==== Records shown

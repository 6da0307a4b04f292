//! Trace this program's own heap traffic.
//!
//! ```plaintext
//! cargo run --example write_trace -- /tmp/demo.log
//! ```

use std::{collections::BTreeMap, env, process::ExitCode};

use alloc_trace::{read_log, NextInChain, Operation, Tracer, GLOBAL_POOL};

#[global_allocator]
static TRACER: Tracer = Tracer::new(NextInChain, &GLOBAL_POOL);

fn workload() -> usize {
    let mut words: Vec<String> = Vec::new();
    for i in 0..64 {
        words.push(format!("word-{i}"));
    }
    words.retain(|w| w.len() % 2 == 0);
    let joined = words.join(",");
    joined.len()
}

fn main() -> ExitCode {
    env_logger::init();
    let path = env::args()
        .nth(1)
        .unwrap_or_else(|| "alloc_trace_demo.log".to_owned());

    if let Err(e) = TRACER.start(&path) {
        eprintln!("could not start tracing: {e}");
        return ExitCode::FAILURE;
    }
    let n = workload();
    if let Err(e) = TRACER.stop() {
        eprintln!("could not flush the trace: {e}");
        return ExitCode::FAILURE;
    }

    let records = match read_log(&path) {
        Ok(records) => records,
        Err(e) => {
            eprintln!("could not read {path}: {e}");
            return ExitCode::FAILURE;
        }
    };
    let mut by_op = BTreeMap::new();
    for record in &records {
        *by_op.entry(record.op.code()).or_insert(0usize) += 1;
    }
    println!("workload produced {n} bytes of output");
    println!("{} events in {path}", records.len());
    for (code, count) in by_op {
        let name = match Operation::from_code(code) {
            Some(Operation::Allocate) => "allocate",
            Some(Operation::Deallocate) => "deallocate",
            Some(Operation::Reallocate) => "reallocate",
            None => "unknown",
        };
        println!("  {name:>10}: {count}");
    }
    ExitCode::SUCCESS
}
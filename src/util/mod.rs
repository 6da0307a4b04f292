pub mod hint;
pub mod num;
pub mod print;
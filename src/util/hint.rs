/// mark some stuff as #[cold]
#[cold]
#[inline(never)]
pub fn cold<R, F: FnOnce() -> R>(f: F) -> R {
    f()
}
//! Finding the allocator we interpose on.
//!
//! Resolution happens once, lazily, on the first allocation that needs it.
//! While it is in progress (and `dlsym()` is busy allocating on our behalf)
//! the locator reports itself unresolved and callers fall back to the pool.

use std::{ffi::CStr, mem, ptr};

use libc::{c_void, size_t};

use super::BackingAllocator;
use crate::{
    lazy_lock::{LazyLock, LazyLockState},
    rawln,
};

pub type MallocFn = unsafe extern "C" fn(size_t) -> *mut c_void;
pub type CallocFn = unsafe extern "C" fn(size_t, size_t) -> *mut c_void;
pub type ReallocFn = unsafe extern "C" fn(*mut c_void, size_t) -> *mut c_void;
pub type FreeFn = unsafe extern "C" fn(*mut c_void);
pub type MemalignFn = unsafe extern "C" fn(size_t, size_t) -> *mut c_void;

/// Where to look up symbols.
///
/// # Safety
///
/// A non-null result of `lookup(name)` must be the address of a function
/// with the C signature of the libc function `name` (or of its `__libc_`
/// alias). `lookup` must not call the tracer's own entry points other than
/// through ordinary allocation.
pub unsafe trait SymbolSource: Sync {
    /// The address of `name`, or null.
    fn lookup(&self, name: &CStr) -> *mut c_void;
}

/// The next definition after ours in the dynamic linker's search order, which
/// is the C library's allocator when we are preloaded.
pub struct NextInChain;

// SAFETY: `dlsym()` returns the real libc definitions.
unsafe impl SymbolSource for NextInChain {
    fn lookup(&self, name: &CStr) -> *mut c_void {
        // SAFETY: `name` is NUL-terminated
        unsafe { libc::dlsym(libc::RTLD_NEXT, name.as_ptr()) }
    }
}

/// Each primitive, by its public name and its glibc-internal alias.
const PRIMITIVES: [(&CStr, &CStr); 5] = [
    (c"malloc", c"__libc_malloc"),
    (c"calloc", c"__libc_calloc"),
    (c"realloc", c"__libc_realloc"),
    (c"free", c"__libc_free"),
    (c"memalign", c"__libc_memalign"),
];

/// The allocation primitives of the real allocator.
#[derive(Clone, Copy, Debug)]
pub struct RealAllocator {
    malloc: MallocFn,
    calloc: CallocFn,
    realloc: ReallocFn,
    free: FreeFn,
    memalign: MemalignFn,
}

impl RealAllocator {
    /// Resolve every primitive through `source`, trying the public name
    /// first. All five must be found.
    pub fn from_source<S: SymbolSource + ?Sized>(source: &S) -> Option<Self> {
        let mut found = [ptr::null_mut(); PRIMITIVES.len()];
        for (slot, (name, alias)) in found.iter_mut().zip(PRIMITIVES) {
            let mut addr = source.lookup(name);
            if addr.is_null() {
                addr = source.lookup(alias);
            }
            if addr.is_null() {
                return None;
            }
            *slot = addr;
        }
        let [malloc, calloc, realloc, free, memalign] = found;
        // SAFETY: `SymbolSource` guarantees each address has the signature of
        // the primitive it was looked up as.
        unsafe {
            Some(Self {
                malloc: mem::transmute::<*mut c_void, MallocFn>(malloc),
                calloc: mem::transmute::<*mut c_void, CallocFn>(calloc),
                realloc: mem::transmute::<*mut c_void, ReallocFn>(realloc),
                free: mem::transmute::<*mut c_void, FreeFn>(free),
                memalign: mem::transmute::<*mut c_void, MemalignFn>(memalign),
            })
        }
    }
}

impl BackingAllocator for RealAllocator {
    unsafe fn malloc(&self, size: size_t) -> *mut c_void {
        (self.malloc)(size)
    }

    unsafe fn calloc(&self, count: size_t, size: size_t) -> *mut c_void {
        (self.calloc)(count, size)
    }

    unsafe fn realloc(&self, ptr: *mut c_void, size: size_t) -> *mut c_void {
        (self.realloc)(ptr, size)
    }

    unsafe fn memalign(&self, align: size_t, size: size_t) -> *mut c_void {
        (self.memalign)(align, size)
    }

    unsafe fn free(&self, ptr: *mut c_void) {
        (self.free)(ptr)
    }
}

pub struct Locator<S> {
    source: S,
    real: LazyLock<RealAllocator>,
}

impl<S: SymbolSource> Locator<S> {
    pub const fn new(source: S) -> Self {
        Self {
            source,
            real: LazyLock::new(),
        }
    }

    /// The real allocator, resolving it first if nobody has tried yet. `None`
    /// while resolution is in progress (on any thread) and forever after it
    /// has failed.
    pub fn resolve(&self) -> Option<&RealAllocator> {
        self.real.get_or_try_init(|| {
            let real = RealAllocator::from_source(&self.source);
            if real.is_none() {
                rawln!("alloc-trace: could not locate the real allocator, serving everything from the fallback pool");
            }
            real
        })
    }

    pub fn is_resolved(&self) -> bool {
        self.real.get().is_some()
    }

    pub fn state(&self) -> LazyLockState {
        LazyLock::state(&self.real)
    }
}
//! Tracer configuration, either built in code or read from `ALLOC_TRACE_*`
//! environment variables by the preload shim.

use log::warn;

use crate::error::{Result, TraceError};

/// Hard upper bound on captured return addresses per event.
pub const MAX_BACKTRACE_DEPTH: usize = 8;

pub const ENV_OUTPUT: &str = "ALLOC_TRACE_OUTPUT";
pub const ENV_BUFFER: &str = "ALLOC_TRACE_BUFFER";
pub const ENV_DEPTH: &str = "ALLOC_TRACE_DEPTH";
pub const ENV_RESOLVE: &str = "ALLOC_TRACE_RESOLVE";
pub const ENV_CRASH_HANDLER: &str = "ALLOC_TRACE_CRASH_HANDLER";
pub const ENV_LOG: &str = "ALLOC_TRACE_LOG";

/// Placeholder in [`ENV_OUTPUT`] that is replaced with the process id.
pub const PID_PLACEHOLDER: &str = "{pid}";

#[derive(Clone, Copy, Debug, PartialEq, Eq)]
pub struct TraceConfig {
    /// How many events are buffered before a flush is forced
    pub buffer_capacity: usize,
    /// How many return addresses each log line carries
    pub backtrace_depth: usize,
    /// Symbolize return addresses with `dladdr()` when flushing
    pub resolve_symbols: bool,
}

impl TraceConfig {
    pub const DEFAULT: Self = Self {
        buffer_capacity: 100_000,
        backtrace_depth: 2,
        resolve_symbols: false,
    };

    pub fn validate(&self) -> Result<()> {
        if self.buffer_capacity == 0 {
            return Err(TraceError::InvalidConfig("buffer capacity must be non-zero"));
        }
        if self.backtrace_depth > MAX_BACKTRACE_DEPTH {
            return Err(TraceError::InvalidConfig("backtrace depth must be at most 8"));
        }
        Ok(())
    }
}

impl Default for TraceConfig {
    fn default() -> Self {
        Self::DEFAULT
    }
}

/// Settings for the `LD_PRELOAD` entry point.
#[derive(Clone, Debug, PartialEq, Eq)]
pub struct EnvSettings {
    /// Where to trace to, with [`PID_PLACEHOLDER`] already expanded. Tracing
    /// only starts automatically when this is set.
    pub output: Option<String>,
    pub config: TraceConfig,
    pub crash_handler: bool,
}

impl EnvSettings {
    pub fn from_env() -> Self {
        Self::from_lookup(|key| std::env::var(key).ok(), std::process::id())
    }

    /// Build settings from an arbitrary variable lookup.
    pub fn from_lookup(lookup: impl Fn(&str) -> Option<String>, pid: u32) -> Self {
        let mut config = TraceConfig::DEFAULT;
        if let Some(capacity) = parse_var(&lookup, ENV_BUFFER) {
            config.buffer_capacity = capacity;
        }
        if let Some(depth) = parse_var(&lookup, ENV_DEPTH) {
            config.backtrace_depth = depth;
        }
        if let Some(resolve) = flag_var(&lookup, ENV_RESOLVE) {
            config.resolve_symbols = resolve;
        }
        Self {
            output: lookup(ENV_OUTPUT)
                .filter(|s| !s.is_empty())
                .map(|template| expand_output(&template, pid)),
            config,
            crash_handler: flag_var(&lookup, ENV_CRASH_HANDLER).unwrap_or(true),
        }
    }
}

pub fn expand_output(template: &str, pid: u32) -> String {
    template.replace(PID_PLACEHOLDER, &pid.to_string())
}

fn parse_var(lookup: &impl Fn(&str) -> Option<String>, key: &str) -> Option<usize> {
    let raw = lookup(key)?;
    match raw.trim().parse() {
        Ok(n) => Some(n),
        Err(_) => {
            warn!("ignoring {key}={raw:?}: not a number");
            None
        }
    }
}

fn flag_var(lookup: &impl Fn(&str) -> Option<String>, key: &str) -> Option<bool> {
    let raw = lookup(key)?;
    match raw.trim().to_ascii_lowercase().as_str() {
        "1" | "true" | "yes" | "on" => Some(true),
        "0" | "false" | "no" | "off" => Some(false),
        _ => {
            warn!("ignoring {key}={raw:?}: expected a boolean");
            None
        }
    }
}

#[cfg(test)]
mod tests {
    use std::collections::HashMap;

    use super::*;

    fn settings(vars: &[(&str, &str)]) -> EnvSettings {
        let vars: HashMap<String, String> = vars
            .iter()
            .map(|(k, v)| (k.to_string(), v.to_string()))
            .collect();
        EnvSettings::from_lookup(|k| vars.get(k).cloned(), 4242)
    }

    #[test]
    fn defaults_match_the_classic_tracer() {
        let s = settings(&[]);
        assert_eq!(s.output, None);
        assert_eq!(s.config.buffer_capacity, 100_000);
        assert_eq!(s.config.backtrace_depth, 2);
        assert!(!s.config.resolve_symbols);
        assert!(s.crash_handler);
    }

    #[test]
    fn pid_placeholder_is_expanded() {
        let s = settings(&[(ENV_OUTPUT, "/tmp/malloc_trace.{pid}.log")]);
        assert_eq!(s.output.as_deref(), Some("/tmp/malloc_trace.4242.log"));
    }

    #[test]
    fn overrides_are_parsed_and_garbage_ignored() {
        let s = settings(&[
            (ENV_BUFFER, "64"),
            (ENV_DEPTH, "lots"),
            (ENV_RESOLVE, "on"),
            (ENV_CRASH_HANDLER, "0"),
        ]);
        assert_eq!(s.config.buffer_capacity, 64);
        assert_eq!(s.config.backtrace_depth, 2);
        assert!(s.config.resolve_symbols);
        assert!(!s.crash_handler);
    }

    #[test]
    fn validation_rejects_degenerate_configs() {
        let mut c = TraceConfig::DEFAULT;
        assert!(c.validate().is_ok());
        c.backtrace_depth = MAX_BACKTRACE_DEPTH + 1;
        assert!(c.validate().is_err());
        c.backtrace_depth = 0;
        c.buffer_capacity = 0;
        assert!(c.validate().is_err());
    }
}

========

Filter the listing down to the lines holding the word "derive", and return those.

#[derive(Clone, Copy, Debug)]
#[derive(Clone, Copy, Debug, PartialEq, Eq)]
#[derive(Clone, Debug, PartialEq, Eq)]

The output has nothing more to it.